*** Opening WORKING DATA ***

//! # Domain Errors
//!
//! Pairing code rejections and failures.

use cl_01_document_store::StoreError;
use shared_types::{ClassifiedError, ErrorKind};
use thiserror::Error;

/// Pairing code error types.
#[derive(Debug, Clone, Error, PartialEq, Eq)]
pub enum PairingError {
    /// No code with this token.
    #[error("Pairing code not found")]
    NotFound,

    /// The code was retired.
    #[error("Pairing code is no longer active")]
    Inactive,

    /// The code passed its expiry and has been retired.
    #[error("Pairing code expired")]
    Expired,

    /// The requester owns the code.
    #[error("Cannot connect to your own pairing code")]
    SelfConnection,

    /// Consumed by another account, or the owner is paired elsewhere.
    #[error("Pairing code already used")]
    AlreadyUsed,

    /// The owner's account is gone; the code has been retired.
    #[error("Pairing code owner no longer exists")]
    OwnerMissing,

    /// The caller's own account document does not exist.
    #[error("Account not found")]
    AccountMissing,

    /// The caller already has a partner.
    #[error("Account is already connected to a partner")]
    AlreadyConnected,

    /// Malformed token.
    #[error("Invalid pairing code format")]
    InvalidCode,

    /// Every generated candidate collided.
    #[error("Could not generate a unique pairing code after {attempts} attempts")]
    GenerationExhausted {
        /// Candidates tried.
        attempts: u32,
    },

    /// Store failure.
    #[error("Pairing store error: {0}")]
    Store(#[from] StoreError),
}

impl PairingError {
    /// Whether this is a validation outcome the client renders, as opposed
    /// to a malformed request or infrastructure failure.
    #[must_use]
    pub fn is_rejection(&self) -> bool {
        !matches!(
            self,
            Self::InvalidCode | Self::GenerationExhausted { .. } | Self::Store(_)
        )
    }
}

impl ClassifiedError for PairingError {
    fn kind(&self) -> ErrorKind {
        match self {
            Self::NotFound | Self::Inactive | Self::OwnerMissing | Self::AccountMissing => {
                ErrorKind::NotFound
            }
            Self::Expired => ErrorKind::DeadlineExceeded,
            Self::SelfConnection | Self::InvalidCode => ErrorKind::InvalidArgument,
            Self::AlreadyUsed | Self::AlreadyConnected => ErrorKind::Conflict,
            Self::GenerationExhausted { .. } | Self::Store(_) => ErrorKind::Internal,
        }
    }

    fn reason(&self) -> &'static str {
        match self {
            Self::NotFound => "not-found",
            Self::Inactive => "inactive",
            Self::Expired => "expired",
            Self::SelfConnection => "self",
            Self::AlreadyUsed => "already-used",
            Self::OwnerMissing => "owner-missing",
            Self::AccountMissing => "account-missing",
            Self::AlreadyConnected => "already-connected",
            Self::InvalidCode => "invalid-code",
            Self::GenerationExhausted { .. } => "internal",
            Self::Store(e) => e.reason(),
        }
    }
}
//! # Entitlement Sync
//!
//! Client-triggered reconciliation of the caller's own purchase state with
//! the pair's inherited entitlement.

use super::resolver::SubscriptionInheritanceResolver;
use crate::domain::{InheritanceError, SyncOutcome};
use crate::ports::EntitlementVerifier;
use cl_01_document_store::Store;
use shared_bus::{EventPublisher, PartnerEvent};
use shared_types::entities::{Account, AccountId, SubscriptionType};
use shared_types::Clock;
use std::sync::Arc;
use tracing::{debug, info};

/// Sync-subscription service.
pub struct EntitlementSync {
    store: Store,
    clock: Arc<dyn Clock>,
    verifier: Arc<dyn EntitlementVerifier>,
    events: Arc<dyn EventPublisher>,
    resolver: SubscriptionInheritanceResolver,
}

impl EntitlementSync {
    /// Create the service.
    pub fn new(
        store: Store,
        clock: Arc<dyn Clock>,
        verifier: Arc<dyn EntitlementVerifier>,
        events: Arc<dyn EventPublisher>,
    ) -> Self {
        Self {
            store,
            clock,
            verifier,
            events,
            resolver: SubscriptionInheritanceResolver::new(),
        }
    }

    /// Verify the caller's purchase and re-derive the pair's entitlement.
    ///
    /// The partner is notified when their entitlement changed as a result.
    pub async fn sync_subscription(
        &self,
        account_id: &AccountId,
        proof: Option<&str>,
    ) -> Result<SyncOutcome, InheritanceError> {
        let purchase_valid = self.verifier.purchase_is_valid(account_id, proof).await?;
        let now = self.clock.now();
        let resolver = self.resolver;

        let (outcome, notify) = self
            .store
            .run_transaction(|tx| {
                let Some(mut account) = tx.get::<Account>(account_id.as_str())? else {
                    return Err(InheritanceError::AccountMissing);
                };
                let mut changed =
                    resolver.apply_purchase_state(tx, &mut account, purchase_valid, now)?;
                let mut partner_state: Option<(AccountId, SubscriptionType)> = None;
                let mut notify = None;

                let partner = match account.partner_id.clone() {
                    Some(partner_id) => tx
                        .get::<Account>(partner_id.as_str())?
                        .filter(|p| p.is_partnered_with(&account.id)),
                    None => None,
                };

                match partner {
                    Some(mut partner) => {
                        let pair = resolver.reconcile_pair(tx, &mut account, &mut partner, now)?;
                        changed |= pair.changed.contains(&account.id);
                        if pair.changed.contains(&partner.id) {
                            tx.set(&partner)?;
                            notify = Some((partner.id.clone(), partner.subscription_type));
                        }
                        partner_state = Some((partner.id, partner.subscription_type));
                    }
                    None => changed |= resolver.revoke_orphaned(tx, &mut account)?,
                }

                if changed {
                    tx.set(&account)?;
                }

                let (partner_id, partner_subscription_type) = match partner_state {
                    Some((id, kind)) => (Some(id), Some(kind)),
                    None => (None, None),
                };
                Ok((
                    SyncOutcome {
                        subscription_type: account.subscription_type,
                        partner_id,
                        partner_subscription_type,
                    },
                    notify,
                ))
            })
            .await?;

        debug!(
            account = %account_id,
            purchase_valid,
            subscription = outcome.subscription_type.as_str(),
            "Subscription synced"
        );

        if let Some((recipient, subscription_type)) = notify {
            info!(account = %recipient, subscription = subscription_type.as_str(), "Partner entitlement changed");
            self.events
                .publish(PartnerEvent::EntitlementChanged {
                    recipient,
                    subscription_type,
                })
                .await;
        }

        Ok(outcome)
    }
}

#[cfg(test)]
mod tests {
    use super::*;
    use crate::adapters::StaticEntitlementVerifier;
    use crate::ports::VerifierError;
    use chrono::DateTime;
    use shared_bus::{EventFilter, InMemoryEventBus};
    use shared_types::ManualClock;

    struct Fixture {
        store: Store,
        verifier: Arc<StaticEntitlementVerifier>,
        bus: Arc<InMemoryEventBus>,
        sync: EntitlementSync,
    }

    fn fixture() -> Fixture {
        let (store, _) = Store::in_memory();
        let verifier = Arc::new(StaticEntitlementVerifier::new());
        let bus = Arc::new(InMemoryEventBus::new());
        let sync = EntitlementSync::new(
            store.clone(),
            Arc::new(ManualClock::at_unix(1_000)),
            verifier.clone(),
            bus.clone(),
        );
        Fixture {
            store,
            verifier,
            bus,
            sync,
        }
    }

    async fn linked(store: &Store) {
        let now = DateTime::from_timestamp(0, 0).unwrap();
        let mut a = Account::new("a", None, now);
        let mut b = Account::new("b", None, now);
        a.partner_id = Some("b".into());
        b.partner_id = Some("a".into());
        store.upsert(&a).await.unwrap();
        store.upsert(&b).await.unwrap();
    }

    #[tokio::test]
    async fn test_purchase_shares_with_partner_and_notifies() {
        let f = fixture();
        linked(&f.store).await;
        f.verifier.grant("a");
        let mut sub = f.bus.subscribe(EventFilter::for_recipient("b".into()));

        let outcome = f.sync.sync_subscription(&"a".into(), None).await.unwrap();
        assert_eq!(outcome.subscription_type, SubscriptionType::Direct);
        assert_eq!(outcome.partner_subscription_type, Some(SubscriptionType::Inherited));

        let b: Account = f.store.get("b").unwrap().unwrap();
        assert!(b.inherits_from(&"a".into()));
        assert_eq!(
            sub.try_recv().unwrap(),
            Some(PartnerEvent::EntitlementChanged {
                recipient: "b".into(),
                subscription_type: SubscriptionType::Inherited,
            })
        );
    }

    #[tokio::test]
    async fn test_lapse_revokes_partner() {
        let f = fixture();
        linked(&f.store).await;
        f.verifier.grant("a");
        f.sync.sync_subscription(&"a".into(), None).await.unwrap();

        f.verifier.revoke(&"a".into());
        let outcome = f.sync.sync_subscription(&"a".into(), None).await.unwrap();
        assert_eq!(outcome.subscription_type, SubscriptionType::None);
        assert_eq!(outcome.partner_subscription_type, Some(SubscriptionType::None));

        let b: Account = f.store.get("b").unwrap().unwrap();
        assert_eq!(b.subscription_type, SubscriptionType::None);
    }

    #[tokio::test]
    async fn test_unchanged_state_publishes_nothing() {
        let f = fixture();
        linked(&f.store).await;

        f.sync.sync_subscription(&"a".into(), None).await.unwrap();
        assert_eq!(f.bus.events_published(), 0);
    }

    #[tokio::test]
    async fn test_missing_account() {
        let f = fixture();
        assert_eq!(
            f.sync.sync_subscription(&"ghost".into(), None).await,
            Err(InheritanceError::AccountMissing)
        );
    }

    #[tokio::test]
    async fn test_verifier_outage_writes_nothing() {
        let f = fixture();
        linked(&f.store).await;
        f.verifier.set_available(false);

        let result = f.sync.sync_subscription(&"a".into(), None).await;
        assert_eq!(result, Err(InheritanceError::Verifier(VerifierError::Unavailable)));
    }
}
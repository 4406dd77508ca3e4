//! Adapters: identity table and error conversions.

pub mod error_conversions;
pub mod identity;

pub use identity::StaticTokenIdentity;
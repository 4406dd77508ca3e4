//! Deletion configuration.

use std::str::FromStr;

/// How secondary cleanup failures are treated.
#[derive(Debug, Clone, Copy, Default, PartialEq, Eq)]
pub enum DeletionMode {
    /// Any cleanup failure aborts the deletion; the account stays and the
    /// call can be retried.
    #[default]
    Strict,
    /// Failures in the reference and code scans are logged and the deletion
    /// proceeds.
    BestEffort,
}

impl FromStr for DeletionMode {
    type Err = String;

    fn from_str(s: &str) -> Result<Self, Self::Err> {
        match s {
            "strict" => Ok(Self::Strict),
            "best-effort" => Ok(Self::BestEffort),
            other => Err(format!("unknown deletion mode: {other}")),
        }
    }
}

/// Deletion coordinator configuration.
#[derive(Debug, Clone, Default, PartialEq, Eq)]
pub struct DeletionConfig {
    /// Failure handling for the secondary scans.
    pub mode: DeletionMode,
}
//! Deletion errors.

use crate::ports::DirectoryError;
use cl_01_document_store::StoreError;
use shared_types::{ClassifiedError, ErrorKind};
use thiserror::Error;

/// Account deletion error types.
#[derive(Debug, Clone, Error, PartialEq, Eq)]
pub enum DeletionError {
    /// No such account.
    #[error("Account not found")]
    NotFound,

    /// A secondary cleanup stage failed in strict mode.
    #[error("Deletion cleanup failed during {stage}: {source}")]
    Cleanup {
        /// Stage name.
        stage: &'static str,
        /// Underlying failure.
        source: StoreError,
    },

    /// The authentication identity could not be removed.
    #[error("Identity removal failed: {0}")]
    Identity(#[from] DirectoryError),

    /// Store failure.
    #[error("Deletion store error: {0}")]
    Store(#[from] StoreError),
}

impl ClassifiedError for DeletionError {
    fn kind(&self) -> ErrorKind {
        match self {
            Self::NotFound => ErrorKind::NotFound,
            _ => ErrorKind::Internal,
        }
    }

    fn reason(&self) -> &'static str {
        match self {
            Self::NotFound => "not-found",
            Self::Store(e) | Self::Cleanup { source: e, .. } => e.reason(),
            Self::Identity(_) => "internal",
        }
    }
}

*** Closing WORKING DATA ***

## [WHAT THE TASK REQUIRES]
Pull every line containing "AlreadyConnected" from the entries above and copy it.

## [SOLUTION TO THIS TASK]
    AlreadyConnected,
            Self::AlreadyUsed | Self::AlreadyConnected => ErrorKind::Conflict,
            Self::AlreadyConnected => "already-connected",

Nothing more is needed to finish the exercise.